- **Work to complete**: Say how many lines of the listing below hold the string "bookings", and say nothing else.

- **Available records**:
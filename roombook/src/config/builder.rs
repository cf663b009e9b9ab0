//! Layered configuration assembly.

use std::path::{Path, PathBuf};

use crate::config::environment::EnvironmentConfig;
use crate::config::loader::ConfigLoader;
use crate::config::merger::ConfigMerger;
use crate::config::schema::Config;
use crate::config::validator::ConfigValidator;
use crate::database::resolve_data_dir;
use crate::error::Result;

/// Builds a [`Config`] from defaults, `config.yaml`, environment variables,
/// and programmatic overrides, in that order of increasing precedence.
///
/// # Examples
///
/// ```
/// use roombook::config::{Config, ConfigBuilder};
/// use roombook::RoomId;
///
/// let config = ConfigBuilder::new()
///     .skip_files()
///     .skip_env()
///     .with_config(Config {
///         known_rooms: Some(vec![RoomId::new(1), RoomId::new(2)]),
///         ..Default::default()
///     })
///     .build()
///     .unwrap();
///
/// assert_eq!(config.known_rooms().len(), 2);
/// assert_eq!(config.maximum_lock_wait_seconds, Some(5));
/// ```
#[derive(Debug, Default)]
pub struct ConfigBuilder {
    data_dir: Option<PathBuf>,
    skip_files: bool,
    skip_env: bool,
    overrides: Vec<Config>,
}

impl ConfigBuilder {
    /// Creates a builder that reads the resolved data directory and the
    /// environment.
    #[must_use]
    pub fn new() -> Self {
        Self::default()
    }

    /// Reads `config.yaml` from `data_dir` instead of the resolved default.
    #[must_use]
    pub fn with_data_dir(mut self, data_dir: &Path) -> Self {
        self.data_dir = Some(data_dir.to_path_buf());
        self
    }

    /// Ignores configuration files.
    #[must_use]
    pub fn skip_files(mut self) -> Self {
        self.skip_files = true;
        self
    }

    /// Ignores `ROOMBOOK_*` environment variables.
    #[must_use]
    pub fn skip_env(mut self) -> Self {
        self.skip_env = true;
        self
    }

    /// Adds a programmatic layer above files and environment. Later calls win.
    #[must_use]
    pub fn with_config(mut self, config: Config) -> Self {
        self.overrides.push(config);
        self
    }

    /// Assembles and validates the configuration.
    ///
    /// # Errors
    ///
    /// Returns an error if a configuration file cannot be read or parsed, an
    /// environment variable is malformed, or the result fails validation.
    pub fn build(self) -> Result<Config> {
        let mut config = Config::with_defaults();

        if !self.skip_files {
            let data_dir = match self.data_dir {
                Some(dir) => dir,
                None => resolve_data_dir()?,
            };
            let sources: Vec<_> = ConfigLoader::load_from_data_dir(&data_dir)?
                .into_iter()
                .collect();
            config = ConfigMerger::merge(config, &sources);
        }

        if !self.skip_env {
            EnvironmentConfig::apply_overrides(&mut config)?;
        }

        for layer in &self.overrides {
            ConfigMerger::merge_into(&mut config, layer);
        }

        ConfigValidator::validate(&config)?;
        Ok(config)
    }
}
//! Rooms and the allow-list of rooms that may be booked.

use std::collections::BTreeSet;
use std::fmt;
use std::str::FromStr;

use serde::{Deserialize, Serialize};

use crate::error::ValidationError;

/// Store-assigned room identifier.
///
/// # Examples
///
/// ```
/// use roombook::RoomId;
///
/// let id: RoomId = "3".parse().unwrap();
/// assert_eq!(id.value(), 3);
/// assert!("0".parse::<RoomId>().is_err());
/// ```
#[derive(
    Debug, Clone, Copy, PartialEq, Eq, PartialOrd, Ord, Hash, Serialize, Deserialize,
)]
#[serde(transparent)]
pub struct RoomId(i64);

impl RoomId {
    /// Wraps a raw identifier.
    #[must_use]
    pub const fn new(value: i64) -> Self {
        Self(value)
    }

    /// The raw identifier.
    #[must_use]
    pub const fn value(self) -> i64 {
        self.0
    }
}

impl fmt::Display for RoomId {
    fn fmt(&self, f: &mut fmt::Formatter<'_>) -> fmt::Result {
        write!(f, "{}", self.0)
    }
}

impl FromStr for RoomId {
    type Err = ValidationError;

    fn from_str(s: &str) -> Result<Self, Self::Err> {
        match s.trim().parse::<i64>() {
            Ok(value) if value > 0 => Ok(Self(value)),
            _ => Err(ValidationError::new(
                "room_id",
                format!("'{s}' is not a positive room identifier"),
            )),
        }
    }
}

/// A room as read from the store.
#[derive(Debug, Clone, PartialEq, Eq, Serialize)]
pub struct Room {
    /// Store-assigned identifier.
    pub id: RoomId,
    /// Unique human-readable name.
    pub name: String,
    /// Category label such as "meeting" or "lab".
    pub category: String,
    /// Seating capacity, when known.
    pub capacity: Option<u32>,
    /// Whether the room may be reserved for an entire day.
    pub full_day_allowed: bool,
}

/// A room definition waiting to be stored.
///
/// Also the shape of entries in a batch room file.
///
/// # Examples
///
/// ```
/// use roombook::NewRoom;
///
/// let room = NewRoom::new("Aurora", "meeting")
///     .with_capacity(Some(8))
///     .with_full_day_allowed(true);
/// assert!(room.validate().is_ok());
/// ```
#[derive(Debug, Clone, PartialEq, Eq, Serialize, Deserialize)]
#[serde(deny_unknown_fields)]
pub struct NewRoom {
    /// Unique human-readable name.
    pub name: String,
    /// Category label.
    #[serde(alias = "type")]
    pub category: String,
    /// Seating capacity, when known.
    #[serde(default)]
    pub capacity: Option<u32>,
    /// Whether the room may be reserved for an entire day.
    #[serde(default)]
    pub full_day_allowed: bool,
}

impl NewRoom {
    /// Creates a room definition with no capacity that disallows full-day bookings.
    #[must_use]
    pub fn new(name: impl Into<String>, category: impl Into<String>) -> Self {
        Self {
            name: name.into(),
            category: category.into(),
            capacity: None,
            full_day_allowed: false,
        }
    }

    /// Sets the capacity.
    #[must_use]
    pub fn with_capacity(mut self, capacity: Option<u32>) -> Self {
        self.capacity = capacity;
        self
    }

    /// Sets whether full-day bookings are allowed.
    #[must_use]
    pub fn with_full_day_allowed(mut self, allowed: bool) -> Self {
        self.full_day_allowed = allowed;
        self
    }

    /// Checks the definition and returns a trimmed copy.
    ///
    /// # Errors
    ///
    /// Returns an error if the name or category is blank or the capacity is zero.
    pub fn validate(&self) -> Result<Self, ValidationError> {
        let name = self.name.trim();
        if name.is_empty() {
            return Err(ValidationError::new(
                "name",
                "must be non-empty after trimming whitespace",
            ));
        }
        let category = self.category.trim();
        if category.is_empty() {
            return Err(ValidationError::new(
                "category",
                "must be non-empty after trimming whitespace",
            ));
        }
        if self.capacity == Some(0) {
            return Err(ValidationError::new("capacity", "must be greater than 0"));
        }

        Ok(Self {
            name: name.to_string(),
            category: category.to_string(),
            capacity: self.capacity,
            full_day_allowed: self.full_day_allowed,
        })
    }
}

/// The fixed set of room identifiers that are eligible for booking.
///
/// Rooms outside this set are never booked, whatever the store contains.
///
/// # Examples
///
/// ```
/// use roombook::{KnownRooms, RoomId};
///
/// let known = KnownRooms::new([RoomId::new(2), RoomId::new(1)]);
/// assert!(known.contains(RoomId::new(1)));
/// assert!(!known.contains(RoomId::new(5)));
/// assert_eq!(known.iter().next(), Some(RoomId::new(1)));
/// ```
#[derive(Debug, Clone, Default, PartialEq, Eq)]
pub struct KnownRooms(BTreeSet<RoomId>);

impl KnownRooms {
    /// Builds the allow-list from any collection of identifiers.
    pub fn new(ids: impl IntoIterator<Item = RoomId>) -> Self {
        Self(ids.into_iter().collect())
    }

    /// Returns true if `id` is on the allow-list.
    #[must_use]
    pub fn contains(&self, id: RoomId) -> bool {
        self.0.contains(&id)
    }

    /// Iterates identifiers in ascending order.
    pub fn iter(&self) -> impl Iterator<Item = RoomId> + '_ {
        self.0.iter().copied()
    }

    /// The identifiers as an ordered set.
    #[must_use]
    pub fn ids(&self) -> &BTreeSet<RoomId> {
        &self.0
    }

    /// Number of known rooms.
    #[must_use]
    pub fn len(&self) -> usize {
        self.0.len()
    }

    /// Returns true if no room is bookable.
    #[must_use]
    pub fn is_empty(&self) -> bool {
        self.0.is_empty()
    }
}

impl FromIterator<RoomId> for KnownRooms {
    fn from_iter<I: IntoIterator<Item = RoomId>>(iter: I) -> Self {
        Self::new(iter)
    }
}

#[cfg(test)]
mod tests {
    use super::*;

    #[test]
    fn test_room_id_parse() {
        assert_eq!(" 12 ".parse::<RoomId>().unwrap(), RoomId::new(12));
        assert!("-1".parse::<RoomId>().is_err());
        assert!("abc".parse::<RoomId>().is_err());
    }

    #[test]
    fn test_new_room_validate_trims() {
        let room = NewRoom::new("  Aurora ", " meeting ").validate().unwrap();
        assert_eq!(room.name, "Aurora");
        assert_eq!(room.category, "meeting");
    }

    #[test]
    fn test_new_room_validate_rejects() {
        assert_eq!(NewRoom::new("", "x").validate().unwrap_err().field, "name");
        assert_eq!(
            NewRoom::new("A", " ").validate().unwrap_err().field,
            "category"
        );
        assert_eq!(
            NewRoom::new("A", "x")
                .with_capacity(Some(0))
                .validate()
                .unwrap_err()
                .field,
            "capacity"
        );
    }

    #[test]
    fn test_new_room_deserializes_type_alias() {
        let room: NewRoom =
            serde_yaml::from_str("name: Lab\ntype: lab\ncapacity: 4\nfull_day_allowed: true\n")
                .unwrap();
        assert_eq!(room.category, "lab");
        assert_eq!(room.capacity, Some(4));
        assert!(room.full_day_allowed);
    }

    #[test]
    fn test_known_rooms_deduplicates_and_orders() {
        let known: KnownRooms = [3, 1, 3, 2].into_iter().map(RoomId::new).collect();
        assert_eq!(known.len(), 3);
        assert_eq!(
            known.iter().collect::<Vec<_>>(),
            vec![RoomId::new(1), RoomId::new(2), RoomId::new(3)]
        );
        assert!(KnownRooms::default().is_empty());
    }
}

- **Response area**: 2